EUA veem "ligações plausíveis" entre carro-bomba em NY e Talebã

Do UOL Notícias*

Em São Paulo

Investigadores norte-americanos veem "ligações plausíveis" entre o suspeito de tentar um ataque com carro-bomba na Times Square e o grupo Talebã no Paquistão, mas uma conclusão final ainda deve ser feita, disse uma autoridade nos Estados Unidos nesta quarta-feira.

"O TTP é inteiramente plausível mas não estamos excluindo outros grupos", disse a autoridade, referindo-se à sigla para Tehrik-e-Taliban, célula do grupo no Paquistão.

"É importante desenvolver um quadro completo de inteligência antes de chegar a qualquer conclusão", disse.

Faisal Shahzad, de 30 anos, que nasceu no Paquistão e se tornou cidadão norte-americano no ano passado, é acusado de tentar matar e mutilar pessoas explodindo um carro-bomba no coração de Manhattan, Nova York, na noite do último sábado. Autoridades desativaram a bomba e ninguém ficou ferido.

Ontem, no primeiro dia de depoimento ao FBI, o suspeito confirmou que comprou um carro, instalou os explosivos e deixou o veículo estacionado em uma das mais movimentadas regiões nova-iorquinas.

De acordo com fontes ligadas à investigação, Shahzad disse ter recebido treino para uso de explosivos em um campo de terroristas no Waziristão, região paquistanesa onde o grupo Taleban opera com relativa liberdade.

Shahzad retornou do Paquistão em fevereiro e disse às autoridades que controlam as entradas nos Estados Unidos ter passado cinco meses visitando sua família, segundo o processo aberto em Nova York.

De acordo com a rede norte-americana CNN, os policiais chegaram a Shahzad depois de interrogar o antigo proprietário do Nissan Pathfinder usado no atentado frustado.

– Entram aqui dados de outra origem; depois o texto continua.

use std::sync::Arc;

use pki_types::PrivateKeyDer;

use crate::crypto::cipher::RecordCipherAlgorithm;
use crate::crypto::{self, CryptoProvider, GetRandomFailed, SigningKey, SupportedKxGroup};
use crate::error::Error;
use crate::msgs::enums::{HashAlgorithm, NamedGroup};
use crate::msgs::handshake::SignatureAndHashAlgorithm;
use crate::suites::EncryptionAlgorithm;

/// Using software keys for authentication.
pub mod sign;

/// Verifying handshake signatures with certificate keys.
pub mod verify;

pub(crate) mod cipher;
pub(crate) mod hash;
pub(crate) mod hmac;
pub(crate) mod kx;

pub use kx::ALL_KX_GROUPS;
pub use verify::{PublicKeyKind, RingCertificate};

/// The default crypto provider, backed by [*ring*].
///
/// [*ring*]: https://github.com/briansmith/ring
pub fn default_provider() -> Arc<dyn CryptoProvider> {
    Arc::new(Ring)
}

/// Crypto provider backed by *ring*, with RustCrypto filling in the legacy
/// hashes *ring* leaves out.
#[derive(Debug)]
pub struct Ring;

impl CryptoProvider for Ring {
    fn fill_random(&self, buf: &mut [u8]) -> Result<(), GetRandomFailed> {
        use ring::rand::SecureRandom;

        ring::rand::SystemRandom::new()
            .fill(buf)
            .map_err(|_| GetRandomFailed)
    }

    fn hash(&self, algorithm: HashAlgorithm) -> Option<&'static dyn crypto::hash::Hash> {
        Some(match algorithm {
            HashAlgorithm::MD5 => &hash::MD5,
            HashAlgorithm::SHA1 => &hash::SHA1,
            HashAlgorithm::SHA224 => &hash::SHA224,
            HashAlgorithm::SHA256 => &hash::SHA256,
            HashAlgorithm::SHA384 => &hash::SHA384,
            HashAlgorithm::SHA512 => &hash::SHA512,
            _ => return None,
        })
    }

    fn hmac(&self, algorithm: HashAlgorithm) -> Option<&'static dyn crypto::hmac::Hmac> {
        Some(match algorithm {
            HashAlgorithm::MD5 => &hmac::HMAC_MD5,
            HashAlgorithm::SHA1 => &hmac::HMAC_SHA1,
            HashAlgorithm::SHA224 => &hmac::HMAC_SHA224,
            HashAlgorithm::SHA256 => &hmac::HMAC_SHA256,
            HashAlgorithm::SHA384 => &hmac::HMAC_SHA384,
            HashAlgorithm::SHA512 => &hmac::HMAC_SHA512,
            _ => return None,
        })
    }

    fn kx_group(&self, group: NamedGroup) -> Option<&'static dyn SupportedKxGroup> {
        ALL_KX_GROUPS
            .iter()
            .find(|kx| kx.name() == group)
            .copied()
    }

    fn record_cipher(
        &self,
        algorithm: EncryptionAlgorithm,
    ) -> Option<&'static dyn RecordCipherAlgorithm> {
        Some(match algorithm {
            EncryptionAlgorithm::Aes128Gcm => &cipher::AES_128_GCM,
            EncryptionAlgorithm::Aes256Gcm => &cipher::AES_256_GCM,
            EncryptionAlgorithm::Chacha20Poly1305 => &cipher::CHACHA20_POLY1305,
            _ => return None,
        })
    }

    fn has_signature_algorithm(&self, algorithm: SignatureAndHashAlgorithm) -> bool {
        verify::supports(algorithm)
    }

    fn load_private_key(
        &self,
        key_der: PrivateKeyDer<'static>,
    ) -> Result<Arc<dyn SigningKey>, Error> {
        sign::any_supported_type(&key_der)
    }
}

#[cfg(test)]
mod tests {
    use super::*;
    use crate::suites::MacAlgorithm;

    #[test]
    fn capabilities() {
        let provider = Ring;
        assert!(provider.has_hash_algorithm(HashAlgorithm::MD5));
        assert!(provider.has_hash_algorithm(HashAlgorithm::SHA224));
        assert!(!provider.has_hash_algorithm(HashAlgorithm::Intrinsic));
        assert!(provider.has_mac_algorithm(MacAlgorithm::Null));
        assert!(provider.has_mac_algorithm(MacAlgorithm::HmacSha384));
        assert!(provider.has_encryption_algorithm(EncryptionAlgorithm::Chacha20Poly1305));
        assert!(!provider.has_encryption_algorithm(EncryptionAlgorithm::Aes128Cbc));
        assert!(provider.has_named_group(NamedGroup::X25519));
        assert!(!provider.has_named_group(NamedGroup::FFDHE2048));
        assert!(provider.has_ecdh_agreement());
        assert!(!provider.has_dh_agreement());
        assert!(!provider.has_rsa_encryption());
        assert!(!provider.has_srp_authentication());
        assert!(provider.hkdf(HashAlgorithm::SHA384).is_some());
        assert!(provider.hkdf(HashAlgorithm::NONE).is_none());
    }

    #[test]
    fn random_bytes_are_filled() {
        let mut buf = [0u8; 32];
        Ring.fill_random(&mut buf).unwrap();
        assert_ne!(buf, [0u8; 32]);
    }
}
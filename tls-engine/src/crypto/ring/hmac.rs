use core::marker::PhantomData;
use std::boxed::Box;

use hmac::{Mac, SimpleHmac};
use sha2::Digest;
use sha2::digest::core_api::BlockSizeUser;

use crate::crypto;
use crate::msgs::enums::HashAlgorithm;

pub(crate) static HMAC_SHA1: Hmac = Hmac(
    &ring::hmac::HMAC_SHA1_FOR_LEGACY_USE_ONLY,
    HashAlgorithm::SHA1,
);
pub(crate) static HMAC_SHA256: Hmac = Hmac(&ring::hmac::HMAC_SHA256, HashAlgorithm::SHA256);
pub(crate) static HMAC_SHA384: Hmac = Hmac(&ring::hmac::HMAC_SHA384, HashAlgorithm::SHA384);
pub(crate) static HMAC_SHA512: Hmac = Hmac(&ring::hmac::HMAC_SHA512, HashAlgorithm::SHA512);

pub(crate) struct Hmac(&'static ring::hmac::Algorithm, HashAlgorithm);

impl crypto::hmac::Hmac for Hmac {
    fn with_key(&self, key: &[u8]) -> Box<dyn crypto::hmac::Key> {
        Box::new(Key(ring::hmac::Key::new(*self.0, key)))
    }

    fn hash_output_len(&self) -> usize {
        self.0.digest_algorithm().output_len()
    }

    fn hash_algorithm(&self) -> HashAlgorithm {
        self.1
    }
}

struct Key(ring::hmac::Key);

impl crypto::hmac::Key for Key {
    fn sign_concat(&self, first: &[u8], middle: &[&[u8]], last: &[u8]) -> crypto::hmac::Tag {
        let mut ctx = ring::hmac::Context::with_key(&self.0);
        ctx.update(first);
        for d in middle {
            ctx.update(d);
        }
        ctx.update(last);
        crypto::hmac::Tag::new(ctx.sign().as_ref())
    }

    fn tag_len(&self) -> usize {
        self.0
            .algorithm()
            .digest_algorithm()
            .output_len()
    }
}

/// HMAC over the RustCrypto hashes, for the legacy PRF and SHA-224 MACs.
pub(crate) struct RustCryptoHmac<D>(PhantomData<fn() -> D>, HashAlgorithm);

pub(crate) static HMAC_MD5: RustCryptoHmac<md5::Md5> =
    RustCryptoHmac(PhantomData, HashAlgorithm::MD5);
pub(crate) static HMAC_SHA224: RustCryptoHmac<sha2::Sha224> =
    RustCryptoHmac(PhantomData, HashAlgorithm::SHA224);

impl<D> crypto::hmac::Hmac for RustCryptoHmac<D>
where
    D: Digest + BlockSizeUser + Clone + Send + Sync + 'static,
{
    fn with_key(&self, key: &[u8]) -> Box<dyn crypto::hmac::Key> {
        // HMAC hashes or pads the key, so every length is accepted.
        let mac = <SimpleHmac<D> as Mac>::new_from_slice(key)
            .expect("HMAC accepts keys of any length");
        Box::new(RustCryptoKey(mac))
    }

    fn hash_output_len(&self) -> usize {
        <D as Digest>::output_size()
    }

    fn hash_algorithm(&self) -> HashAlgorithm {
        self.1
    }
}

struct RustCryptoKey<D: Digest + BlockSizeUser>(SimpleHmac<D>);

impl<D> crypto::hmac::Key for RustCryptoKey<D>
where
    D: Digest + BlockSizeUser + Clone + Send + Sync + 'static,
{
    fn sign_concat(&self, first: &[u8], middle: &[&[u8]], last: &[u8]) -> crypto::hmac::Tag {
        let mut mac = self.0.clone();
        mac.update(first);
        for d in middle {
            mac.update(d);
        }
        mac.update(last);
        crypto::hmac::Tag::new(&mac.finalize().into_bytes())
    }

    fn tag_len(&self) -> usize {
        <D as Digest>::output_size()
    }
}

Ele contou ter anunciado o carro na internet, e depois entregue o veículo sem documentação formal a um homem que pagou em dinheiro vivo. A partir das ligações telefônicas feitas entre o comprador e o antigo proprietário os investigadores chegaram a Shahzad, que foi detido na noite de segunda-feira enquanto tentava embarcar para Dubai, nos Emirados Árabes.

Indiciado com cinco acusações relacionadas a terrorismo, ele poderá pegar prisão perpétua se condenado, a menos que negocie uma sentença menor em troca de cooperação.